:: Exercise description ::
Starting with the line that contains "against whatever viewport", copy every remaining line of the data below exactly, the last one included.

:: Stored data ::
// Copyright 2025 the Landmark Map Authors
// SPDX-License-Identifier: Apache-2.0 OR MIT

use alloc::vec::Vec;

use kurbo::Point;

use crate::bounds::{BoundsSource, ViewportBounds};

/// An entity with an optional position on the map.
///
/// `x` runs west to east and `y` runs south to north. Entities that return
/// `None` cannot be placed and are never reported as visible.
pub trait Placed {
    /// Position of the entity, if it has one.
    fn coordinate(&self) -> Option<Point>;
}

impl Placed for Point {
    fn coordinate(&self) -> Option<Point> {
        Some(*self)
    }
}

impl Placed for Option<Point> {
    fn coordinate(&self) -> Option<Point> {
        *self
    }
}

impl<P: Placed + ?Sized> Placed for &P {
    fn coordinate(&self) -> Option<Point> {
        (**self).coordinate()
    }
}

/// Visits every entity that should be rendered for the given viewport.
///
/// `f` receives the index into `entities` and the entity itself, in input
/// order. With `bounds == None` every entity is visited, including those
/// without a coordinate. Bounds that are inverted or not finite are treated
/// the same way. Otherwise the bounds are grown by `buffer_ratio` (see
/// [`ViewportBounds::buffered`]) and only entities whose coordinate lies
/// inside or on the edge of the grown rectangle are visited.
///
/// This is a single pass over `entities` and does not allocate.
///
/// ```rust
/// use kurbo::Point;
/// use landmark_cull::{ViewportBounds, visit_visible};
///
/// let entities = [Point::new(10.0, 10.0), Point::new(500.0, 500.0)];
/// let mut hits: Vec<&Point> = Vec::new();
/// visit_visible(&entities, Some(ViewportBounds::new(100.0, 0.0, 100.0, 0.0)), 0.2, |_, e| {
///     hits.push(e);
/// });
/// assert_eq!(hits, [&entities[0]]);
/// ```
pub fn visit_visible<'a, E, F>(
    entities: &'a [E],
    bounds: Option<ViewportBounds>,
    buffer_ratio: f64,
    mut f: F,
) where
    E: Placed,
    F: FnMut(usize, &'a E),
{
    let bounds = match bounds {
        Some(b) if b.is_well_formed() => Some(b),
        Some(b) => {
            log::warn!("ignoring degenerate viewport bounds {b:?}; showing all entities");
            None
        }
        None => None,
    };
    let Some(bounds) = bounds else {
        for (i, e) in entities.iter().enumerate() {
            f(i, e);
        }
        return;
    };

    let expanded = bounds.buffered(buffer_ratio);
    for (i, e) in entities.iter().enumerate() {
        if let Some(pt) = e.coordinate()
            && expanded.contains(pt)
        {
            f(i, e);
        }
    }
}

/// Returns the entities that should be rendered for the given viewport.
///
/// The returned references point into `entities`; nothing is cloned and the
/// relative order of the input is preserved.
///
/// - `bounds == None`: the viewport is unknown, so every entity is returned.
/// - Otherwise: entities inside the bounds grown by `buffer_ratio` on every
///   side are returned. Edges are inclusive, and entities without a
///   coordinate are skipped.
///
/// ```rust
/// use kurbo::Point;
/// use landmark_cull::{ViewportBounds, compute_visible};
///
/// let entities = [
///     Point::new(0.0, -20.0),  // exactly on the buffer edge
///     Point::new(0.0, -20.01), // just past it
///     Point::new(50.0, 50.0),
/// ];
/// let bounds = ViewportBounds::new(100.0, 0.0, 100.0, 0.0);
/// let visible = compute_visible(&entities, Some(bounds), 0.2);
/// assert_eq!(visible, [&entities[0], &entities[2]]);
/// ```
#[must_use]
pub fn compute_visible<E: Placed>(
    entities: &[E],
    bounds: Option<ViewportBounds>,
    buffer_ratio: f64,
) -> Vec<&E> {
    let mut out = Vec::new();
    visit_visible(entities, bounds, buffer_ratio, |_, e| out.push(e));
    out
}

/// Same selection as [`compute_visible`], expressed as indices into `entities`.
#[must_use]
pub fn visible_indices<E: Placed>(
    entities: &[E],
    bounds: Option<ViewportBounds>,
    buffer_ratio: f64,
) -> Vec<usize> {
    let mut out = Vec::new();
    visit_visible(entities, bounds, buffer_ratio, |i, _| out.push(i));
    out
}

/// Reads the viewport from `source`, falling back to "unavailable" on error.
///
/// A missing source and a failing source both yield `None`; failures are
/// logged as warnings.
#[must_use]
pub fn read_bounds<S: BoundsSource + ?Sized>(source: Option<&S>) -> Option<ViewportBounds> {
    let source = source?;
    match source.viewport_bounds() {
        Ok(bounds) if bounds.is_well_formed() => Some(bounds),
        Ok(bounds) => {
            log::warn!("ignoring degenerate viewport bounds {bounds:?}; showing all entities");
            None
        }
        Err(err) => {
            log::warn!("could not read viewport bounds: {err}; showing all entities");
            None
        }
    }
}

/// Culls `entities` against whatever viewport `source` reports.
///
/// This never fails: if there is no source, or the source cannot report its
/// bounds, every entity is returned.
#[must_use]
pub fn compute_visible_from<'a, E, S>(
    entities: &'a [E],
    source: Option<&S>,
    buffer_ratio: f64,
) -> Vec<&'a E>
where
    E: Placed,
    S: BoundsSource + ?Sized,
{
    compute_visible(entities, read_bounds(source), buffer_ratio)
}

:: Problem solution ::
/// Culls `entities` against whatever viewport `source` reports.
///
/// This never fails: if there is no source, or the source cannot report its
/// bounds, every entity is returned.
#[must_use]
pub fn compute_visible_from<'a, E, S>(
    entities: &'a [E],
    source: Option<&S>,
    buffer_ratio: f64,
) -> Vec<&'a E>
where
    E: Placed,
    S: BoundsSource + ?Sized,
{
    compute_visible(entities, read_bounds(source), buffer_ratio)
}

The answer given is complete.